Mereceu. Muito. O Som ao Redor destoa da produção nacional. Primeiro porque é bom. Segundo, porque não tenta fazer sociologia. Em terceiro lugar, não é derivativo de novelas. É, sobretudo, uma história bem contada, com tensão e clima. O protagonista João vive num condomínio no Recife. A rua pertence a seu avô Francisco, antigo dono de engenho. Por causa de uma onda de roubos, um grupo de seguranças é contratado. O chefe é Clodoaldo. E Clodoaldo tem contas a acertar.
Ok. Existe ali um subtexto nordestino. Mas ninguém fala com sotaque Tieta do Agreste ou passa fome na seca. O diretor Kleber Mendonça Filho gastou R$ 1,8 milhão e levou seis semanas e meia para filmar.

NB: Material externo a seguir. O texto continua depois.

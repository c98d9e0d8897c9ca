use std::process::ExitCode;

use clap::Parser;
use pixels_editor::cli::{self, CliArgs};

fn main() -> ExitCode {
    cli::run(CliArgs::parse())
}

Os cenários ficam próximos do apartamento onde ele mora.
Kleber foi crítico de cinema e produziu vídeos nos anos 90. Usava uma camiseta em que se lia “todo cineasta é um crítico frustrado”, uma inversão que causou comoção entre seus amigos diretores. O longa foi eleito um dos 10 melhores filmes do ano passado pelo New York Times. Não é um sucesso de público: cerca de 100 mil pessoas o viram no Brasil. É bem menos do que, por exemplo, Gonzaga de Pai Para Filho ou Faroeste Caboclo. Por sorte, o critério para a escolha não é a bilheteria. Os organizadores tiveram juízo e bom gosto.
Há alguns meses, Mendonça se viu no meio de uma polêmica. Em entrevista para a Folha, disse o seguinte: “Se meu vizinho lançar o vídeo do churrasco dele no esquema da Globo Filmes, ele fará 200 mil espectadores no primeiro final de semana”. O então diretor da Globo Filmes, Carlos Eduardo Rodrigues, ficou mordido. “Desafio o cineasta a produzir e dirigir um filme e fazer 200 mil espectadores com todo apoio da Globo Filmes! Se fizer nada do nosso trabalho será cobrado”.

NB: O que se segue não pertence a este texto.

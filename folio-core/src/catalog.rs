use std::collections::HashMap;
use std::fs;
use std::path::Path;
use std::sync::atomic::{AtomicUsize, Ordering};
use std::sync::Arc;

use anyhow::{Context, Result};
use parking_lot::Mutex;
use serde::{Deserialize, Serialize};

use crate::{
    AccessChecker, AccessDecision, CallerContext, ElementId, Page, PageLoader, RecordRepository,
    StructElement, Toc, TocBuilder, TocEntry, OPEN_ACCESS,
};

/// Serialized form of a [`MemoryCatalog`].
#[derive(Debug, Clone, Default, Serialize, Deserialize)]
#[serde(default)]
pub struct CatalogFixture {
    /// Elements in document order.
    pub elements: Vec<StructElement>,
    /// Pages keyed by record identifier.
    pub pages: HashMap<String, Vec<Page>>,
    pub licenses: Vec<LicenseRule>,
}

#[derive(Debug, Clone, Default, Serialize, Deserialize)]
#[serde(default)]
pub struct LicenseRule {
    pub name: String,
    /// Records with this condition may be listed without holding the license.
    pub open: bool,
    pub redirect_url: Option<String>,
    pub concurrent_views_limit: bool,
}

/// Page sequence of one record.
#[derive(Debug, Clone)]
pub struct MemoryPageLoader {
    pages: Vec<Page>,
    default_owner: ElementId,
}

impl MemoryPageLoader {
    /// Pages without an explicit owner are owned by `default_owner`.
    pub fn new(mut pages: Vec<Page>, default_owner: ElementId) -> Self {
        pages.sort_by_key(|page| page.order);
        Self {
            pages,
            default_owner,
        }
    }
}

impl PageLoader for MemoryPageLoader {
    fn first_page_order(&self) -> u32 {
        self.pages.first().map_or(1, |page| page.order)
    }

    fn last_page_order(&self) -> u32 {
        self.pages.last().map_or(1, |page| page.order)
    }

    fn page(&self, order: u32) -> Option<Page> {
        self.pages
            .binary_search_by_key(&order, |page| page.order)
            .ok()
            .map(|index| self.pages[index].clone())
    }

    fn owner_element(&self, order: u32) -> Option<ElementId> {
        self.page(order)
            .map(|page| page.owner.unwrap_or(self.default_owner))
    }
}

/// In-memory index used as repository, TOC builder and access checker.
pub struct MemoryCatalog {
    inner: Mutex<CatalogFixture>,
    toc_page_size: u32,
    lookups: AtomicUsize,
}

impl MemoryCatalog {
    pub fn new(fixture: CatalogFixture) -> Self {
        Self {
            inner: Mutex::new(fixture),
            toc_page_size: 0,
            lookups: AtomicUsize::new(0),
        }
    }

    pub fn from_json_str(raw: &str) -> Result<Self> {
        let fixture: CatalogFixture = serde_json::from_str(raw)?;
        Ok(Self::new(fixture))
    }

    pub fn load(path: &Path) -> Result<Self> {
        let raw = fs::read_to_string(path)
            .with_context(|| format!("failed to read catalog {:?}", path))?;
        Self::from_json_str(&raw).with_context(|| format!("failed to decode catalog {:?}", path))
    }

    /// Paginates anchor TOCs after `size` volumes; 0 disables pagination.
    pub fn with_toc_page_size(mut self, size: u32) -> Self {
        self.toc_page_size = size;
        self
    }

    /// Number of repository calls served so far.
    pub fn lookup_count(&self) -> usize {
        self.lookups.load(Ordering::SeqCst)
    }

    pub fn insert_element(&self, element: StructElement) {
        let mut inner = self.inner.lock();
        inner.elements.retain(|existing| existing.id != element.id);
        inner.elements.push(element);
    }

    pub fn set_pages(&self, record_identifier: &str, pages: Vec<Page>) {
        self.inner
            .lock()
            .pages
            .insert(record_identifier.to_string(), pages);
    }

    pub fn add_license(&self, rule: LicenseRule) {
        self.inner.lock().licenses.push(rule);
    }

    pub fn set_exists(&self, id: ElementId, exists: bool) {
        self.update(id, |element| element.exists = exists);
    }

    pub fn mark_deleted(&self, id: ElementId) {
        self.update(id, |element| element.deleted = true);
    }

    /// Gives an element a new id, as a reindex would.
    pub fn reassign_id(&self, id: ElementId, new_id: ElementId) {
        let mut inner = self.inner.lock();
        for element in inner.elements.iter_mut() {
            if element.id == id {
                element.id = new_id;
            }
            if element.parent == Some(id) {
                element.parent = Some(new_id);
            }
        }
        for pages in inner.pages.values_mut() {
            for page in pages.iter_mut().filter(|page| page.owner == Some(id)) {
                page.owner = Some(new_id);
            }
        }
    }

    fn update(&self, id: ElementId, apply: impl Fn(&mut StructElement)) {
        let mut inner = self.inner.lock();
        inner
            .elements
            .iter_mut()
            .filter(|element| element.id == id)
            .for_each(apply);
    }

    fn count_lookup(&self) {
        self.lookups.fetch_add(1, Ordering::SeqCst);
    }

    fn top_of<'a>(elements: &'a [StructElement], record_identifier: &str) -> Option<&'a StructElement> {
        elements.iter().find(|element| {
            element.belongs_to(record_identifier)
                && element.parent.map_or(true, |parent| {
                    !elements
                        .iter()
                        .any(|other| other.id == parent && other.belongs_to(record_identifier))
                })
        })
    }

    fn push_subtree(
        elements: &[StructElement],
        element: &StructElement,
        level: u32,
        entries: &mut Vec<TocEntry>,
    ) {
        entries.push(toc_entry(element, level));
        for child in elements.iter().filter(|child| {
            child.parent == Some(element.id) && child.belongs_to(&element.record_identifier)
        }) {
            Self::push_subtree(elements, child, level + 1, entries);
        }
    }
}

fn toc_entry(element: &StructElement, level: u32) -> TocEntry {
    TocEntry {
        element_id: element.id,
        logid: element.logid.clone(),
        docstruct_type: Some(element.docstruct_type.clone()).filter(|kind| !kind.is_empty()),
        page_no: element.first_page.map(|page| page.to_string()),
        label: element
            .label
            .clone()
            .unwrap_or_else(|| element.record_identifier.clone()),
        level,
    }
}

impl RecordRepository for MemoryCatalog {
    fn find_element(&self, id: ElementId) -> Result<Option<StructElement>> {
        self.count_lookup();
        let inner = self.inner.lock();
        Ok(inner.elements.iter().find(|element| element.id == id).cloned())
    }

    fn find_element_by_identifier(&self, record_identifier: &str) -> Result<Option<StructElement>> {
        self.count_lookup();
        let inner = self.inner.lock();
        Ok(Self::top_of(&inner.elements, record_identifier).cloned())
    }

    fn lookup_element_id(&self, record_identifier: &str) -> Result<Option<ElementId>> {
        self.count_lookup();
        let inner = self.inner.lock();
        Ok(Self::top_of(&inner.elements, record_identifier)
            .filter(|element| element.exists)
            .map(|element| element.id))
    }

    fn find_sub_element_by_logid(
        &self,
        record_identifier: &str,
        logid: &str,
    ) -> Result<Option<ElementId>> {
        self.count_lookup();
        let inner = self.inner.lock();
        Ok(inner
            .elements
            .iter()
            .find(|element| {
                element.belongs_to(record_identifier) && element.logid.as_deref() == Some(logid)
            })
            .map(|element| element.id))
    }

    fn page_loader(&self, top: &StructElement) -> Result<Arc<dyn PageLoader>> {
        let inner = self.inner.lock();
        let pages = inner
            .pages
            .get(&top.record_identifier)
            .cloned()
            .unwrap_or_default();
        Ok(Arc::new(MemoryPageLoader::new(pages, top.id)))
    }
}

impl TocBuilder for MemoryCatalog {
    fn build(
        &self,
        top: &StructElement,
        list_all_volumes: bool,
        _mime_type: Option<&str>,
        requested_page: u32,
    ) -> Result<Toc> {
        let inner = self.inner.lock();
        let elements = &inner.elements;
        let mut entries = Vec::new();
        let mut page_count = 1;
        let mut current_page = 1;

        if top.anchor {
            let volumes: Vec<&StructElement> = elements
                .iter()
                .filter(|element| element.parent == Some(top.id) && element.volume)
                .collect();
            let mut shown = volumes.as_slice();
            if self.toc_page_size > 0 && !volumes.is_empty() {
                let size = self.toc_page_size as usize;
                page_count = volumes.len().div_ceil(size) as u32;
                current_page = requested_page.clamp(1, page_count);
                let start = (current_page as usize - 1) * size;
                shown = &volumes[start..(start + size).min(volumes.len())];
            }
            entries.push(toc_entry(top, 0));
            entries.extend(shown.iter().map(|volume| toc_entry(volume, 1)));
        } else if let Some(anchor) = top
            .parent
            .filter(|_| top.volume && list_all_volumes)
            .and_then(|parent| elements.iter().find(|element| element.id == parent))
        {
            entries.push(toc_entry(anchor, 0));
            for volume in elements
                .iter()
                .filter(|element| element.parent == Some(anchor.id) && element.volume)
            {
                if volume.id == top.id {
                    Self::push_subtree(elements, volume, 1, &mut entries);
                } else {
                    entries.push(toc_entry(volume, 1));
                }
            }
        } else {
            Self::push_subtree(elements, top, 0, &mut entries);
        }

        Ok(Toc {
            entries,
            current_page,
            page_count,
        })
    }
}

impl AccessChecker for MemoryCatalog {
    fn check_list_permission(
        &self,
        access_conditions: &[String],
        _record_identifier: &str,
        caller: &CallerContext,
    ) -> Result<AccessDecision> {
        let inner = self.inner.lock();
        let rule = |name: &str| inner.licenses.iter().find(|rule| rule.name == name);
        let granted = access_conditions.iter().all(|condition| {
            condition == OPEN_ACCESS
                || caller.holds_license(condition)
                || rule(condition.as_str()).is_some_and(|rule| rule.open)
        });
        let redirect_url = access_conditions
            .iter()
            .filter_map(|condition| rule(condition.as_str()))
            .find_map(|rule| rule.redirect_url.clone());
        Ok(AccessDecision {
            granted,
            redirect_url,
        })
    }

    fn concurrent_views_limit_enabled(&self, access_conditions: &[String]) -> bool {
        let inner = self.inner.lock();
        access_conditions.iter().any(|condition| {
            inner
                .licenses
                .iter()
                .any(|rule| &rule.name == condition && rule.concurrent_views_limit)
        })
    }
}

Mendonça respondeu: “O sistema Globo Filmes faz mal à idéia de cultura no Brasil, atrofia o conceito de diversidade no cinema brasileiro e adestra um público cada vez mais dopado para reagir a um cinema institucional e morto”.
Há algum tempo, alguém deu o nome de “Retomada” a um suposto movimento de renascimento, ou algo que o valha, da nossa produção cinematográfica. É uma balela. É quase tudo meia boca, por motivos diversos. O cinema nacional que enche as salas hoje é feito de caça-níqueis como De Pernas Para o Ar ou E Aí, Comeu? O Som ao Redor não vai salvar o cinema nacional — e nem poderia. Não tem a pretensão de apontar caminhos, nada… Mas o fato de gente talentosa como Kleber Mendonça Filho estar fazendo filmes é uma grande notícia. E, digo sem ufanismo, tomara que consiga a indicação.